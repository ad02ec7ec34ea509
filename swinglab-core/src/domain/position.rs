//! Position — signed holdings for one symbol.

use serde::{Deserialize, Serialize};

/// Signed position for a single symbol.
///
/// `quantity > 0` is long, `< 0` is short, `0` is flat. Mutated only by the
/// order manager when a fill notification arrives; sign flips across chained
/// fills are legal, but a single fill is never split across the flip.
#[derive(Debug, Clone, Serialize, Deserialize)]
pub struct Position {
    pub symbol: String,
    pub quantity: i64,
    pub avg_price: f64,
}

impl Position {
    pub fn flat(symbol: impl Into<String>) -> Self {
        Self {
            symbol: symbol.into(),
            quantity: 0,
            avg_price: 0.0,
        }
    }

    pub fn is_long(&self) -> bool {
        self.quantity > 0
    }

    pub fn is_short(&self) -> bool {
        self.quantity < 0
    }

    pub fn is_flat(&self) -> bool {
        self.quantity == 0
    }

    pub fn market_value(&self, current_price: f64) -> f64 {
        self.quantity as f64 * current_price
    }

    pub fn unrealized_pnl(&self, current_price: f64) -> f64 {
        self.quantity as f64 * (current_price - self.avg_price)
    }

    /// Apply a signed fill at `price`, returning the realized P/L of any
    /// closed portion.
    ///
    /// Three cases: extend (same sign), reduce/close (opposite sign, within
    /// the held quantity), flip (opposite sign beyond the held quantity —
    /// the old position is fully realized and the remainder opens the new
    /// one at the fill price).
    pub fn apply_fill(&mut self, signed_quantity: i64, price: f64) -> f64 {
        if signed_quantity == 0 {
            return 0.0;
        }

        let same_direction = self.quantity == 0 || (self.quantity > 0) == (signed_quantity > 0);
        if same_direction {
            // Extend: average the entry price over the combined size.
            let old_abs = self.quantity.abs() as f64;
            let add_abs = signed_quantity.abs() as f64;
            self.avg_price =
                (self.avg_price * old_abs + price * add_abs) / (old_abs + add_abs);
            self.quantity += signed_quantity;
            return 0.0;
        }

        let closing = signed_quantity.abs().min(self.quantity.abs());
        // Realized P/L has the sign of the held direction.
        let direction = if self.quantity > 0 { 1.0 } else { -1.0 };
        let realized = direction * closing as f64 * (price - self.avg_price);

        self.quantity += signed_quantity;
        if self.quantity == 0 {
            self.avg_price = 0.0;
        } else if (self.quantity > 0) != (direction > 0.0) {
            // Sign flipped: remainder is a fresh position at the fill price.
            self.avg_price = price;
        }
        realized
    }
}
//! Live reconciliation — blocking broker calls from the decision path.
//!
//! Every network call is wrapped in bounded exponential backoff
//! (`RetryingBroker`). Each symbol's state sits behind its own mutex so two
//! externally-triggered reconciliations can never race on the
//! outstanding-order slot. A submit that fails in transit leaves the order
//! state unknown; the next cycle re-queries the broker-side position and
//! adopts it as ground truth before planning.

use std::collections::HashMap;
use std::sync::{Arc, Mutex};
use std::time::Duration;

use backoff::{retry, Error as BackoffError, ExponentialBackoff, ExponentialBackoffBuilder};
use tracing::warn;

use crate::domain::{IdGen, Order, OrderId, Symbol};
use crate::engine::broker::{Broker, BrokerError};
use crate::engine::event::BrokerEvent;
use crate::engine::order_manager::{OrderManager, StrategyState};
use crate::engine::reconcile::reconcile_position;
use crate::error::EngineError;

/// Wraps a broker so every call retries transient failures with bounded
/// exponential backoff. Rejections are permanent and surface immediately.
pub struct RetryingBroker<B> {
    inner: B,
    initial_interval: Duration,
    max_elapsed: Duration,
}

impl<B: Broker> RetryingBroker<B> {
    pub fn new(inner: B) -> Self {
        Self::with_policy(inner, Duration::from_millis(250), Duration::from_secs(5))
    }

    pub fn with_policy(inner: B, initial_interval: Duration, max_elapsed: Duration) -> Self {
        Self {
            inner,
            initial_interval,
            max_elapsed,
        }
    }

    fn policy(&self) -> ExponentialBackoff {
        ExponentialBackoffBuilder::new()
            .with_initial_interval(self.initial_interval)
            .with_max_elapsed_time(Some(self.max_elapsed))
            .build()
    }
}

fn classify(err: BrokerError) -> BackoffError<BrokerError> {
    if err.is_retryable() {
        BackoffError::transient(err)
    } else {
        BackoffError::permanent(err)
    }
}

fn unwrap_backoff(err: BackoffError<BrokerError>) -> BrokerError {
    match err {
        BackoffError::Permanent(e) => e,
        BackoffError::Transient { err, .. } => err,
    }
}

impl<B: Broker> Broker for RetryingBroker<B> {
    fn submit_order(&mut self, order: &Order) -> Result<(), BrokerError> {
        let policy = self.policy();
        let inner = &mut self.inner;
        retry(policy, || inner.submit_order(order).map_err(classify)).map_err(unwrap_backoff)
    }

    fn cancel_order(&mut self, order_id: OrderId) -> Result<(), BrokerError> {
        let policy = self.policy();
        let inner = &mut self.inner;
        retry(policy, || inner.cancel_order(order_id).map_err(classify)).map_err(unwrap_backoff)
    }

    fn position(&self, symbol: &str) -> Result<i64, BrokerError> {
        let policy = self.policy();
        retry(policy, || self.inner.position(symbol).map_err(classify)).map_err(unwrap_backoff)
    }
}

struct SymbolSlot {
    manager: OrderManager,
    id_gen: IdGen,
    last_price: Option<f64>,
    /// Set when a network failure may have left an order broker-side that
    /// the local table does not know about.
    state_unknown: bool,
}

/// Target-quantity reconciliation against a live broker.
pub struct LiveReconciler<B> {
    broker: Mutex<B>,
    slots: Mutex<HashMap<Symbol, Arc<Mutex<SymbolSlot>>>>,
}

impl<B: Broker> LiveReconciler<B> {
    pub fn new(broker: B) -> Self {
        Self {
            broker: Mutex::new(broker),
            slots: Mutex::new(HashMap::new()),
        }
    }

    fn slot(&self, symbol: &str) -> Arc<Mutex<SymbolSlot>> {
        let mut slots = self.slots.lock().expect("slot map poisoned");
        slots
            .entry(symbol.to_string())
            .or_insert_with(|| {
                Arc::new(Mutex::new(SymbolSlot {
                    manager: OrderManager::new(symbol),
                    id_gen: IdGen::new(),
                    last_price: None,
                    state_unknown: false,
                }))
            })
            .clone()
    }

    /// Record the latest observed trade/close price for a symbol. The next
    /// reconciliation prices its limit order here.
    pub fn observe_price(&self, symbol: &str, price: f64) {
        let slot = self.slot(symbol);
        let mut slot = slot.lock().expect("symbol slot poisoned");
        slot.last_price = Some(price);
    }

    /// Current per-symbol strategy state, if the symbol has been touched.
    pub fn state(&self, symbol: &str) -> Option<StrategyState> {
        let slots = self.slots.lock().expect("slot map poisoned");
        slots
            .get(symbol)
            .map(|s| s.lock().expect("symbol slot poisoned").manager.state())
    }

    /// Route one broker notification to the owning symbol's manager.
    pub fn handle_event(&self, symbol: &str, event: &BrokerEvent) -> Result<(), EngineError> {
        let slot = self.slot(symbol);
        let mut slot = slot.lock().expect("symbol slot poisoned");
        let mut broker = self.broker.lock().expect("broker poisoned");
        let SymbolSlot {
            manager, id_gen, ..
        } = &mut *slot;
        manager.on_event(&mut *broker, id_gen, event, 0)
    }

    /// Re-query the broker-side position and adopt it as ground truth.
    pub fn resync(&self, symbol: &str) -> Result<i64, EngineError> {
        let slot = self.slot(symbol);
        let mut slot = slot.lock().expect("symbol slot poisoned");
        let broker = self.broker.lock().expect("broker poisoned");
        let broker_qty = broker
            .position(symbol)
            .map_err(|e| EngineError::Network(e.to_string()))?;
        if broker_qty != slot.manager.position().quantity {
            warn!(
                symbol,
                local = slot.manager.position().quantity,
                broker = broker_qty,
                "resync found stale local position"
            );
        }
        slot.manager.adopt_broker_position(broker_qty);
        slot.state_unknown = false;
        Ok(broker_qty)
    }

    /// One reconciliation cycle: resync if state is suspect, cancel any
    /// stale outstanding order (confirming first), then submit the capped
    /// delta as a limit order at the last observed price.
    pub fn reconcile(&self, symbol: &str, target: i64) -> Result<Option<OrderId>, EngineError> {
        let slot_arc = self.slot(symbol);
        let mut slot = slot_arc.lock().expect("symbol slot poisoned");
        let mut broker = self.broker.lock().expect("broker poisoned");

        if slot.state_unknown {
            let broker_qty = broker
                .position(symbol)
                .map_err(|e| EngineError::Network(e.to_string()))?;
            slot.manager.adopt_broker_position(broker_qty);
            slot.state_unknown = false;
        }

        let last_price = slot.last_price.ok_or_else(|| {
            EngineError::Validation(format!("no observed price for {symbol}"))
        })?;

        let SymbolSlot {
            manager,
            id_gen,
            state_unknown,
            ..
        } = &mut *slot;
        let result = reconcile_position(manager, &mut *broker, id_gen, target, last_price, 0);

        if let Err(EngineError::Network(_)) = &result {
            // The call may have landed broker-side; trust nothing local
            // until the next cycle re-queries.
            *state_unknown = true;
        }
        result
    }
}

■ What is expected ■
Taking each line of the material above in turn, count those containing the string "IdGen". State the number alone.

■ Answer space ■
3